Hal itu selaras dengan hasil survei yang dinisiasi oleh Lembaga Survei Indonesia (LSI) yang menemukan bahwa mayoritas publik Indonesia menolak naiknya harga BBM. Sebanyak 58,7% warga mendesak, sebaiknya BBM tidak dinaikkan kendati berpotensi menambah utang negara.
Kekhawatiran publik sangat beralasan, mengingat kenaikan harga BBM subsidi juga akan diikuti dengan lahirnya efek domino yang bisa mempengaruhi hajat hidup mereka.
Kenaikan harga itu, dikhawatirkan akan memukul daya beli dan konsumsi rakyat yang dapat berdampak pada pemulihan perekonomian yang tengah berlangsung. Bahkan, pertumbuhan ekonomi nasional juga diprediksikan akan melambat.
Melambungnya harga BBM subsidi juga dapat memberikan pukulan telak untuk kalangan dunia usaha, terutama sektor UMKM dan usaha kecil informal lainnya yang seringkali tidak tersentuh program bantuan sosial. Apalagi, kedua sektor itu acap memanfaatkan BBM subsidi untuk menjalankan usahannya.
Nahasnya, masyarakat sebelumnya juga sudah terkena dampak kenaikan harga pangan secara serempak. Hal itu makin diperburuk dengan munculnya potensi inflasi. Kenaikan harga BBM 10% akan berkontribusi pada inflasi sebesar 1,2%.
Dengan harga Pertalite yang dibanderol Rp10.000 per liter, maka ada kenaikan sebesar 31%. Senada dengan Solar yang saat ini dipatok Rp6.800 per liter, juga akan mengalami kenaikan 31%.
Dengan kenaikan harga BBM itu maka akan mendorong inflasi ke angka 3,5%. Sementara secara year on year (yoy), inflasinya diprediksi bisa menyentuh angka 7-9%. Akibat inflasi sebesar itu, dapat memicu kenaikan harga-harga kebutuhan pokok yang memperberat beban rakyat, terutama kelas bawah.Â
Bahkan, rakyat miskin yang tak pernah menenggak subsidi BBM–karena tidak punya kendaraan bermotor–juga harus menjadi korban akibat kenaikan harga BBM bersubsidi.

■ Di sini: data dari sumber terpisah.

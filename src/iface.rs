//! Interface plumbing between the session manager and its neighbors.
//!
//! The manager talks to three parties: the inside interface (plaintext
//! toward the upper layers), the switch interface (ciphertext toward
//! the mesh), and the pathfinder event bus. Each is a pair of unbounded
//! channels: sends are synchronous and never block, which keeps the
//! single-threaded cooperative model honest. A handler runs to
//! completion and every event it emits is on the wire, in program
//! order, before it returns.

use tokio::sync::mpsc;

use crate::packet::Packet;

/// Sending half of a packet interface.
pub type PacketTx = mpsc::UnboundedSender<Packet>;

/// Receiving half of a packet interface.
pub type PacketRx = mpsc::UnboundedReceiver<Packet>;

/// Sending half of the event bus.
pub type EventTx = mpsc::UnboundedSender<Vec<u8>>;

/// Receiving half of the event bus.
pub type EventRx = mpsc::UnboundedReceiver<Vec<u8>>;

/// Create a packet interface.
pub fn packet_channel() -> (PacketTx, PacketRx) {
    mpsc::unbounded_channel()
}

/// Create an event-bus interface.
pub fn event_channel() -> (EventTx, EventRx) {
    mpsc::unbounded_channel()
}
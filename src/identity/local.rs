//! Local node identity.

use rand::RngCore;
use secp256k1::{Keypair, Secp256k1, SecretKey, XOnlyPublicKey};
use std::fmt;

use super::{IdentityError, OverlayAddress, PUBLIC_KEY_SIZE};

/// A HALO node identity: a secp256k1 keypair and its derived address.
///
/// Only keypairs whose x-only public key hashes into `fc00::/8` are
/// usable; `generate` retries until it finds one.
pub struct Identity {
    keypair: Keypair,
    public_key: [u8; PUBLIC_KEY_SIZE],
    address: OverlayAddress,
}

impl Identity {
    /// Generate a new random identity.
    ///
    /// Grinds random keys until one derives a valid overlay address
    /// (expected 256 attempts).
    pub fn generate() -> Self {
        let secp = Secp256k1::new();
        let mut rng = rand::rng();
        loop {
            let mut secret_bytes = [0u8; 32];
            rng.fill_bytes(&mut secret_bytes);
            let secret_key = match SecretKey::from_slice(&secret_bytes) {
                Ok(sk) => sk,
                Err(_) => continue,
            };
            let keypair = Keypair::from_secret_key(&secp, &secret_key);
            let public_key = keypair.x_only_public_key().0.serialize();
            if let Some(address) = OverlayAddress::for_public_key(&public_key) {
                return Self { keypair, public_key, address };
            }
        }
    }

    /// Create an identity from secret key bytes.
    ///
    /// Fails when the key is invalid or its address falls outside
    /// `fc00::/8`.
    pub fn from_secret_bytes(bytes: &[u8; 32]) -> Result<Self, IdentityError> {
        let secp = Secp256k1::new();
        let secret_key =
            SecretKey::from_slice(bytes).map_err(IdentityError::InvalidSecretKey)?;
        let keypair = Keypair::from_secret_key(&secp, &secret_key);
        let public_key = keypair.x_only_public_key().0.serialize();
        let address = OverlayAddress::for_public_key(&public_key)
            .ok_or(IdentityError::AddressNotDerivable)?;
        Ok(Self { keypair, public_key, address })
    }

    /// Return the underlying keypair.
    ///
    /// Needed for the CryptoAuth handshake ECDH operations.
    pub fn keypair(&self) -> Keypair {
        self.keypair
    }

    /// Return the x-only public key.
    pub fn public_key(&self) -> XOnlyPublicKey {
        self.keypair.x_only_public_key().0
    }

    /// Return the serialized 32-byte public key.
    pub fn public_key_bytes(&self) -> &[u8; PUBLIC_KEY_SIZE] {
        &self.public_key
    }

    /// Return the overlay address.
    pub fn address(&self) -> &OverlayAddress {
        &self.address
    }
}

impl fmt::Debug for Identity {
    fn fmt(&self, f: &mut fmt::Formatter<'_>) -> fmt::Result {
        f.debug_struct("Identity")
            .field("public_key", &hex::encode(self.public_key))
            .field("address", &self.address)
            .finish_non_exhaustive()
    }
}
use reqwest::Client;
use serde::{Deserialize, Serialize};
use std::sync::Arc;
use std::time::Duration;
use tokio::sync::OnceCell;
use tracing::{error, info};

use crate::models::ExecuteResponse;

static EXEC_CLIENT: OnceCell<Arc<ExecClient>> = OnceCell::const_new();

/// Languages the execution service can run, with their runner versions.
/// Markup-only languages carry no version and are rejected before the
/// network call.
const LANGUAGE_VERSIONS: &[(&str, Option<&str>)] = &[
    ("javascript", Some("18.15.0")),
    ("python", Some("3.10.0")),
    ("java", Some("15.0.2")),
    ("cpp", Some("10.2.0")),
    ("html", None),
    ("css", None),
    ("typescript", Some("5.0.3")),
];

/// Resolve the runner version for a language.
///
/// Returns `Ok(None)` for known languages without a runner.
pub fn runner_version(language: &str) -> Result<Option<&'static str>, String> {
    LANGUAGE_VERSIONS
        .iter()
        .find(|(lang, _)| *lang == language)
        .map(|(_, version)| *version)
        .ok_or_else(|| format!("Unsupported language '{}'", language))
}

#[derive(Debug, Serialize)]
struct ExecPayload<'a> {
    language: &'a str,
    version: &'a str,
    code: &'a str,
    input: &'a str,
}

#[derive(Debug, Deserialize)]
struct ExecOutput {
    #[serde(default)]
    stdout: String,
    #[serde(default)]
    stderr: String,
    #[serde(default)]
    details: Option<String>,
}

/// Thin client for the external code-execution service. One HTTP POST,
/// a hard client-side timeout, no retries.
#[derive(Debug)]
pub struct ExecClient {
    client: Client,
    endpoint: String,
}

impl ExecClient {
    pub fn new(endpoint: String, timeout: Duration) -> Self {
        let client = Client::builder()
            .timeout(timeout)
            .build()
            .expect("Failed to build reqwest client");

        Self { client, endpoint }
    }

    /// Run a snippet and return its stdout/stderr
    pub async fn execute(
        &self,
        language: &str,
        version: &str,
        code: &str,
        input: &str,
    ) -> Result<ExecuteResponse, String> {
        let payload = ExecPayload {
            language,
            version,
            code,
            input,
        };

        info!("Executing {} snippet ({} bytes)", language, code.len());

        let response = self
            .client
            .post(&self.endpoint)
            .json(&payload)
            .send()
            .await
            .map_err(|e| {
                error!("Execution request failed: {}", e);
                format!("Execution request failed: {}", e)
            })?;

        let status = response.status();
        let output: ExecOutput = response.json().await.map_err(|e| {
            error!("Failed to parse execution response: {}", e);
            format!("Failed to parse execution response: {}", e)
        })?;

        if !status.is_success() {
            let details = output
                .details
                .unwrap_or_else(|| format!("Execution service returned {}", status));
            return Err(details);
        }

        Ok(ExecuteResponse {
            stdout: output.stdout,
            stderr: output.stderr,
        })
    }
}

/// Initialize the global execution client
pub fn init_exec_client(endpoint: String, timeout: Duration) -> Result<(), &'static str> {
    let client = ExecClient::new(endpoint, timeout);
    EXEC_CLIENT
        .set(Arc::new(client))
        .map_err(|_| "ExecClient already initialized")
}

/// Get the global execution client instance
pub fn get_exec_client() -> Option<Arc<ExecClient>> {
    EXEC_CLIENT.get().cloned()
}

#[cfg(test)]
mod tests {
    use super::*;

    #[test]
    fn runner_versions() {
        assert_eq!(runner_version("python").unwrap(), Some("3.10.0"));
        assert_eq!(runner_version("html").unwrap(), None);
        assert!(runner_version("cobol").is_err());
    }
}
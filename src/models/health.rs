use serde::{Deserialize, Serialize};
use utoipa::ToSchema;

/// Response for the health and readiness endpoints
#[derive(Serialize, Deserialize, ToSchema)]
pub struct HealthResponse {
    pub status: String,
    pub message: String,
}
use serde::{Deserialize, Serialize};
use std::sync::OnceLock;
use tracing::{error, info};

/// Application configuration
#[derive(Debug, Clone, Deserialize, Serialize)]
pub struct Config {
    /// Server host address
    #[serde(default = "default_host")]
    pub host: String,

    /// Server port
    #[serde(default = "default_port")]
    pub port: u16,

    /// Environment (dev, staging, prod)
    #[serde(default = "default_environment")]
    pub environment: String,

    /// CORS allowed origins
    pub cors_origins: Option<String>,

    /// Log level
    #[serde(default = "default_log_level")]
    pub log_level: String,

    #[serde(default = "default_service_name")]
    pub service_name: String,

    /// JWT secret key used to validate tokens issued by the auth provider
    pub auth_jwt_secret: Option<String>,

    /// Database URL
    pub db_url: Option<String>,

    /// Endpoint of the code execution service
    pub exec_service_url: Option<String>,

    /// Client-side timeout for execution requests, in seconds
    #[serde(default = "default_exec_timeout_secs")]
    pub exec_timeout_secs: u64,

    /// Comma-separated STUN server URLs handed to connecting clients.
    /// No TURN server is configured, so peers behind symmetric NATs
    /// will fail to establish a media path.
    #[serde(default = "default_stun_servers")]
    pub stun_servers: String,

    /// Interval between automatic version snapshots of active rooms
    #[serde(default = "default_version_save_interval_secs")]
    pub version_save_interval_secs: u64,
}

static CONFIG: OnceLock<Config> = OnceLock::new();

/// Initialize the global configuration. Should be called once at startup.
pub fn init_config(config: Config) {
    CONFIG.get_or_init(|| config);
}

/// Get the global configuration instance
pub fn get_config() -> &'static Config {
    CONFIG
        .get()
        .expect("Configuration not initialized. Call init_config() first.")
}

impl Config {
    /// Load configuration from environment variables or app.env file
    pub fn load() -> Result<Self, ConfigError> {
        // Try to load from app.env file first
        if std::path::Path::new("app.env").exists() {
            dotenvy::from_filename("app.env").ok();
        } else {
            // Fallback to .env file
            dotenvy::dotenv().ok();
        }

        // Load from environment variables using envy
        match envy::from_env::<Config>() {
            Ok(config) => {
                info!("✅ Configuration loaded successfully");
                Ok(config)
            }
            Err(e) => {
                error!("❌ Failed to load configuration: {}", e);
                Err(ConfigError::EnvError(e))
            }
        }
    }

    /// Get the full server address
    pub fn server_address(&self) -> String {
        format!("{}:{}", self.host, self.port)
    }

    /// STUN server list as individual URLs
    pub fn stun_server_list(&self) -> Vec<String> {
        self.stun_servers
            .split(',')
            .map(|s| s.trim().to_string())
            .filter(|s| !s.is_empty())
            .collect()
    }

    /// Check if running in development mode
    pub fn is_development(&self) -> bool {
        self.environment.to_lowercase() == "dev" || self.environment.to_lowercase() == "development"
    }

    /// Check if running in production mode
    pub fn is_production(&self) -> bool {
        self.environment.to_lowercase() == "prod" || self.environment.to_lowercase() == "production"
    }
}

impl Default for Config {
    fn default() -> Self {
        Self {
            host: default_host(),
            port: default_port(),
            environment: default_environment(),
            log_level: default_log_level(),
            cors_origins: None,
            service_name: default_service_name(),
            auth_jwt_secret: None,
            db_url: None,
            exec_service_url: None,
            exec_timeout_secs: default_exec_timeout_secs(),
            stun_servers: default_stun_servers(),
            version_save_interval_secs: default_version_save_interval_secs(),
        }
    }
}

#[derive(Debug)]
pub enum ConfigError {
    EnvError(envy::Error),
}

impl std::fmt::Display for ConfigError {
    fn fmt(&self, f: &mut std::fmt::Formatter<'_>) -> std::fmt::Result {
        match self {
            ConfigError::EnvError(e) => write!(f, "Environment variable error: {}", e),
        }
    }
}

impl std::error::Error for ConfigError {}

// Default value functions
fn default_host() -> String {
    "0.0.0.0".to_string()
}

fn default_port() -> u16 {
    3000
}

fn default_log_level() -> String {
    "info".to_string()
}

fn default_service_name() -> String {
    "pastejet".to_string()
}

fn default_environment() -> String {
    "development".to_string()
}

fn default_exec_timeout_secs() -> u64 {
    15
}

fn default_stun_servers() -> String {
    "stun:stun1.l.google.com:19302,stun:stun2.l.google.com:19302".to_string()
}

fn default_version_save_interval_secs() -> u64 {
    300
}
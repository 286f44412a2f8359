use serde::{Deserialize, Serialize};
use utoipa::ToSchema;

/// Aggregated runtime diagnostics for the service
#[derive(Serialize, Deserialize, ToSchema)]
pub struct DiagnosticsResponse {
    /// Live WebSocket connections across all rooms
    pub n_conn: u32,
    /// Rooms with an active live channel
    pub n_rooms: u32,
    /// Signaling messages waiting in mailboxes for re-delivery
    pub n_pending_signals: u32,
    /// Display names currently held in the profile cache
    pub n_cached_profiles: u32,
    pub cpu_usage: f32,
    pub memory_alloc: u64,
    pub memory_total: u64,
    pub memory_free: u64,
}
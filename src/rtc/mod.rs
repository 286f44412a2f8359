//! Client-side engine for a room's real-time features: the signaling
//! and negotiation core, presence heartbeats, last-write-wins text sync,
//! cursor broadcast and the moderation guard. Platform media APIs and
//! the transport sit behind traits so the whole engine runs hermetically
//! in tests.

pub mod cursor;
pub mod peer;
pub mod presence;
pub mod session;
pub mod signal;
pub mod transport;

use thiserror::Error;

/// Errors surfaced by the real-time engine
#[derive(Debug, Error)]
pub enum RtcError {
    #[error("media failure: {0}")]
    Media(String),
    #[error("transport failure: {0}")]
    Transport(String),
}
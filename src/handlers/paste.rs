use axum::{
    extract::{Path, Query},
    http::StatusCode,
    Extension, Json,
};
use chrono::Utc;
use tracing::{error, info, warn};
use uuid::Uuid;

use crate::auth::auth::{self, AuthUser};
use crate::db::{self, PasteRow};
use crate::models::{
    error_response, CreatePasteRequest, CreatePasteResponse, DashboardResponse, DashboardStats,
    ErrorResponse, PasteSummary, PasteViewResponse, ViewPasteQuery,
};
use crate::services::paste_service;

/// Create a new paste.
///
/// Anonymous callers may create plain public pastes; custom URLs,
/// expiry and unlisted visibility require a signed-in identity.
pub async fn create_paste(
    Extension(user): Extension<Option<AuthUser>>,
    Json(payload): Json<CreatePasteRequest>,
) -> Result<(StatusCode, Json<CreatePasteResponse>), (StatusCode, Json<ErrorResponse>)> {
    let db = db::get_db()
        .ok_or_else(|| error_response(StatusCode::SERVICE_UNAVAILABLE, "Database not initialized"))?;

    if payload.content.trim().is_empty() {
        return Err(error_response(StatusCode::BAD_REQUEST, "Content is required"));
    }
    if payload.visibility != "public" && payload.visibility != "unlisted" {
        return Err(error_response(
            StatusCode::BAD_REQUEST,
            format!("Invalid visibility '{}'", payload.visibility),
        ));
    }

    let wants_authed_features = payload.custom_url.is_some()
        || payload.expires_at.is_some()
        || payload.visibility == "unlisted";
    if user.is_none() && wants_authed_features {
        return Err(error_response(
            StatusCode::UNAUTHORIZED,
            "You must be logged in to set a custom URL, expiration date, or unlisted visibility",
        ));
    }

    let custom_url = match &payload.custom_url {
        Some(custom_url) => {
            if !paste_service::validate_custom_url(custom_url) {
                return Err(error_response(
                    StatusCode::BAD_REQUEST,
                    "Custom URL can only contain letters, numbers, hyphens, or underscores",
                ));
            }
            let taken = db.custom_url_taken(custom_url).await.map_err(|e| {
                error!("Failed to check custom URL '{}': {}", custom_url, e);
                error_response(StatusCode::INTERNAL_SERVER_ERROR, "Failed to check custom URL")
            })?;
            if taken {
                return Err(error_response(
                    StatusCode::CONFLICT,
                    "Custom URL is already taken",
                ));
            }
            Some(custom_url.clone())
        }
        None => None,
    };

    let expires_at = match &payload.expires_at {
        Some(spec) => Some(
            paste_service::parse_expiry(spec, Utc::now())
                .map_err(|e| error_response(StatusCode::BAD_REQUEST, e))?,
        ),
        None => None,
    };

    let password_hash = match payload.password.as_deref().filter(|p| !p.is_empty()) {
        Some(password) => Some(
            paste_service::hash_password(password)
                .map_err(|e| error_response(StatusCode::INTERNAL_SERVER_ERROR, e))?,
        ),
        None => None,
    };

    let paste = PasteRow {
        id: Uuid::new_v4(),
        title: payload
            .title
            .filter(|t| !t.trim().is_empty())
            .unwrap_or_else(|| "Untitled Paste".to_string()),
        content: payload.content,
        language: payload.language,
        visibility: payload.visibility,
        password_hash,
        custom_url,
        expires_at,
        created_by: user
            .as_ref()
            .map(|u| u.uid.clone())
            .unwrap_or_else(|| "anonymous".to_string()),
        views: 0,
        created_date: Utc::now(),
    };

    db.insert_paste(&paste).await.map_err(|e| {
        error!("Failed to create paste: {}", e);
        error_response(StatusCode::INTERNAL_SERVER_ERROR, "Failed to create paste")
    })?;

    let slug = paste
        .custom_url
        .clone()
        .unwrap_or_else(|| paste.id.to_string());
    Ok((
        StatusCode::CREATED,
        Json(CreatePasteResponse {
            id: paste.id,
            url: format!("/p/{}", slug),
            custom_url: paste.custom_url,
            expires_at: paste.expires_at,
        }),
    ))
}

/// View a paste by UUID or custom URL.
///
/// Protected pastes return a locked shell (safe metadata, no content)
/// until the correct password arrives.
pub async fn get_paste(
    Path(id_or_slug): Path<String>,
    Query(query): Query<ViewPasteQuery>,
) -> Result<(StatusCode, Json<PasteViewResponse>), (StatusCode, Json<ErrorResponse>)> {
    let db = db::get_db()
        .ok_or_else(|| error_response(StatusCode::SERVICE_UNAVAILABLE, "Database not initialized"))?;

    // Resolve by UUID first, falling back to the custom URL
    let paste = match Uuid::parse_str(&id_or_slug) {
        Ok(id) => db.get_paste_by_id(id).await,
        Err(_) => db.get_paste_by_custom_url(&id_or_slug).await,
    }
    .map_err(|e| {
        error!("Failed to load paste '{}': {}", id_or_slug, e);
        error_response(StatusCode::INTERNAL_SERVER_ERROR, "Failed to load paste")
    })?;

    let Some(paste) = paste else {
        return Err(error_response(StatusCode::NOT_FOUND, "Paste not found"));
    };

    // Expired pastes behave as if they never existed
    if let Some(expires_at) = paste.expires_at {
        if expires_at < Utc::now() {
            info!("Paste {} has expired", paste.id);
            return Err(error_response(StatusCode::NOT_FOUND, "Paste not found"));
        }
    }

    if let Some(hash) = &paste.password_hash {
        match query.password.as_deref() {
            None => {
                // Locked shell: metadata only
                return Ok((
                    StatusCode::OK,
                    Json(PasteViewResponse {
                        id: paste.id,
                        title: paste.title,
                        language: paste.language,
                        visibility: paste.visibility,
                        locked: true,
                        content: None,
                        views: paste.views,
                        created_by: paste.created_by,
                        created_date: paste.created_date,
                        expires_at: paste.expires_at,
                    }),
                ));
            }
            Some(password) => {
                if !paste_service::verify_password(password, hash) {
                    return Err(error_response(StatusCode::FORBIDDEN, "Incorrect password"));
                }
            }
        }
    }

    // View counting is best effort; a failed increment never blocks the read
    if let Err(e) = db.increment_paste_views(paste.id).await {
        warn!("Failed to increment views for paste {}: {}", paste.id, e);
    }

    Ok((
        StatusCode::OK,
        Json(PasteViewResponse {
            id: paste.id,
            title: paste.title,
            language: paste.language,
            visibility: paste.visibility,
            locked: false,
            content: Some(paste.content),
            views: paste.views + 1,
            created_by: paste.created_by,
            created_date: paste.created_date,
            expires_at: paste.expires_at,
        }),
    ))
}

/// The caller's pastes with aggregate stats
pub async fn dashboard(
    Extension(user): Extension<AuthUser>,
) -> Result<(StatusCode, Json<DashboardResponse>), (StatusCode, Json<ErrorResponse>)> {
    let db = db::get_db()
        .ok_or_else(|| error_response(StatusCode::SERVICE_UNAVAILABLE, "Database not initialized"))?;

    let rows = db.list_pastes_by_owner(&user.uid).await.map_err(|e| {
        error!("Failed to load pastes for {}: {}", user.uid, e);
        error_response(StatusCode::INTERNAL_SERVER_ERROR, "Failed to load pastes")
    })?;

    let stats = DashboardStats {
        total_pastes: rows.len() as i64,
        total_views: rows.iter().map(|p| p.views).sum(),
        public_pastes: rows.iter().filter(|p| p.visibility == "public").count() as i64,
        protected_pastes: rows.iter().filter(|p| p.password_hash.is_some()).count() as i64,
    };

    let pastes = rows
        .into_iter()
        .map(|p| PasteSummary {
            id: p.id,
            title: p.title,
            language: p.language,
            visibility: p.visibility,
            protected: p.password_hash.is_some(),
            custom_url: p.custom_url,
            views: p.views,
            created_date: p.created_date,
            expires_at: p.expires_at,
        })
        .collect();

    Ok((
        StatusCode::OK,
        Json(DashboardResponse { stats, pastes }),
    ))
}

/// Delete a paste the caller owns
pub async fn delete_paste(
    Extension(user): Extension<Option<AuthUser>>,
    Path(id): Path<Uuid>,
) -> Result<StatusCode, (StatusCode, Json<ErrorResponse>)> {
    let user = auth::ensure_user(&user)?.clone();
    let db = db::get_db()
        .ok_or_else(|| error_response(StatusCode::SERVICE_UNAVAILABLE, "Database not initialized"))?;

    let deleted = db.delete_paste(id, &user.uid).await.map_err(|e| {
        error!("Failed to delete paste {}: {}", id, e);
        error_response(StatusCode::INTERNAL_SERVER_ERROR, "Failed to delete paste")
    })?;

    if !deleted {
        return Err(error_response(StatusCode::NOT_FOUND, "Paste not found"));
    }

    info!("Paste {} deleted by {}", id, user.uid);
    Ok(StatusCode::NO_CONTENT)
}
use axum::{
    middleware,
    routing::{delete, get, patch, post},
    Router,
};

use crate::handlers::{
    add_member, create_clipboard, create_paste, create_room, dashboard, delete_paste, delete_room,
    diagnostics, execute_code, get_clipboard, get_paste, get_profile, get_room, health_check,
    join_room, leave_room, list_clipboards, list_members, list_rooms, list_versions, mute_all,
    mute_user, ready_check, remove_member, restore_version, unmute_all, unmute_user,
    update_profile, update_settings,
};
use crate::routes::auth_middleware::{auth_middleware, optional_auth_middleware};
use crate::ws::handler::room_ws;
use crate::AppState;

/// Create API routes
pub fn create_api_routes(state: AppState) -> Router {
    // Anonymous callers may create and read pastes and clipboards; the
    // identity, when present, unlocks owner features. Owner-only
    // handlers on these routes enforce authentication themselves.
    let public_routes = Router::new()
        .route("/v1/pastes", post(create_paste))
        .route("/v1/pastes/:id", get(get_paste).delete(delete_paste))
        .route("/v1/clipboards", post(create_clipboard).get(list_clipboards))
        .route("/v1/clipboards/:code", get(get_clipboard))
        .route_layer(middleware::from_fn(optional_auth_middleware));

    let protected_routes = Router::new()
        .route("/v1/dashboard", get(dashboard))
        .route("/v1/rooms", post(create_room).get(list_rooms))
        .route("/v1/rooms/:room_id", get(get_room).delete(delete_room))
        .route("/v1/rooms/:room_id/join", post(join_room))
        .route("/v1/rooms/:room_id/leave", post(leave_room))
        .route("/v1/rooms/:room_id/members", get(list_members).post(add_member))
        .route("/v1/rooms/:room_id/members/:member_id", delete(remove_member))
        .route("/v1/rooms/:room_id/settings", patch(update_settings))
        .route("/v1/rooms/:room_id/mute/:target", post(mute_user))
        .route("/v1/rooms/:room_id/unmute/:target", post(unmute_user))
        .route("/v1/rooms/:room_id/mute-all", post(mute_all))
        .route("/v1/rooms/:room_id/unmute-all", post(unmute_all))
        .route("/v1/rooms/:room_id/versions", get(list_versions))
        .route(
            "/v1/rooms/:room_id/versions/:version_id/restore",
            post(restore_version),
        )
        .route("/v1/execute", post(execute_code))
        .route("/v1/profile", get(get_profile).put(update_profile))
        .route("/v1/diagnostics", get(diagnostics))
        .route_layer(middleware::from_fn(auth_middleware));

    Router::new()
        .route("/health", get(health_check))
        .route("/ready", get(ready_check))
        // The live channel authenticates through its token query
        // parameter, outside the HTTP middleware
        .route("/v1/rooms/:room_id/ws", get(room_ws))
        .merge(public_routes)
        .merge(protected_routes)
        .with_state(state)
}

Jika berkaca pada dampak naiknya BBM subsidi pada periode sebelumnya, angka penduduk miskin Indonesia akan turut meningkat tajam seiring ditetapkannya kebijakan tidak populis itu.
Berdasarkan data dari BPS, pada Maret 2015, jumlah populasi miskin sebanyak 28,59 juta kepala, bertambah 860.000 akibat adanya kenaikan harga Premium sebesar 34% pada November 2014. Jika melihat realitas tersebut, bukan tidak mungkin kenaikan harga BBM subsidi akan mendongkrak jumlah penduduk miskin hingga 1 juta orang.
Apabila menimbang dampak dan opsi penghematan itu, seharusnya naiknya harga BBM subsidi bukanlah "pilihan terakhir" bagi pemerintah. Sayangnya, mereka lebih memilih opsi yang tidak populis yang kini telah menempatkan kesejahteraan rakyatnya dalam posisi yang sangat rentan.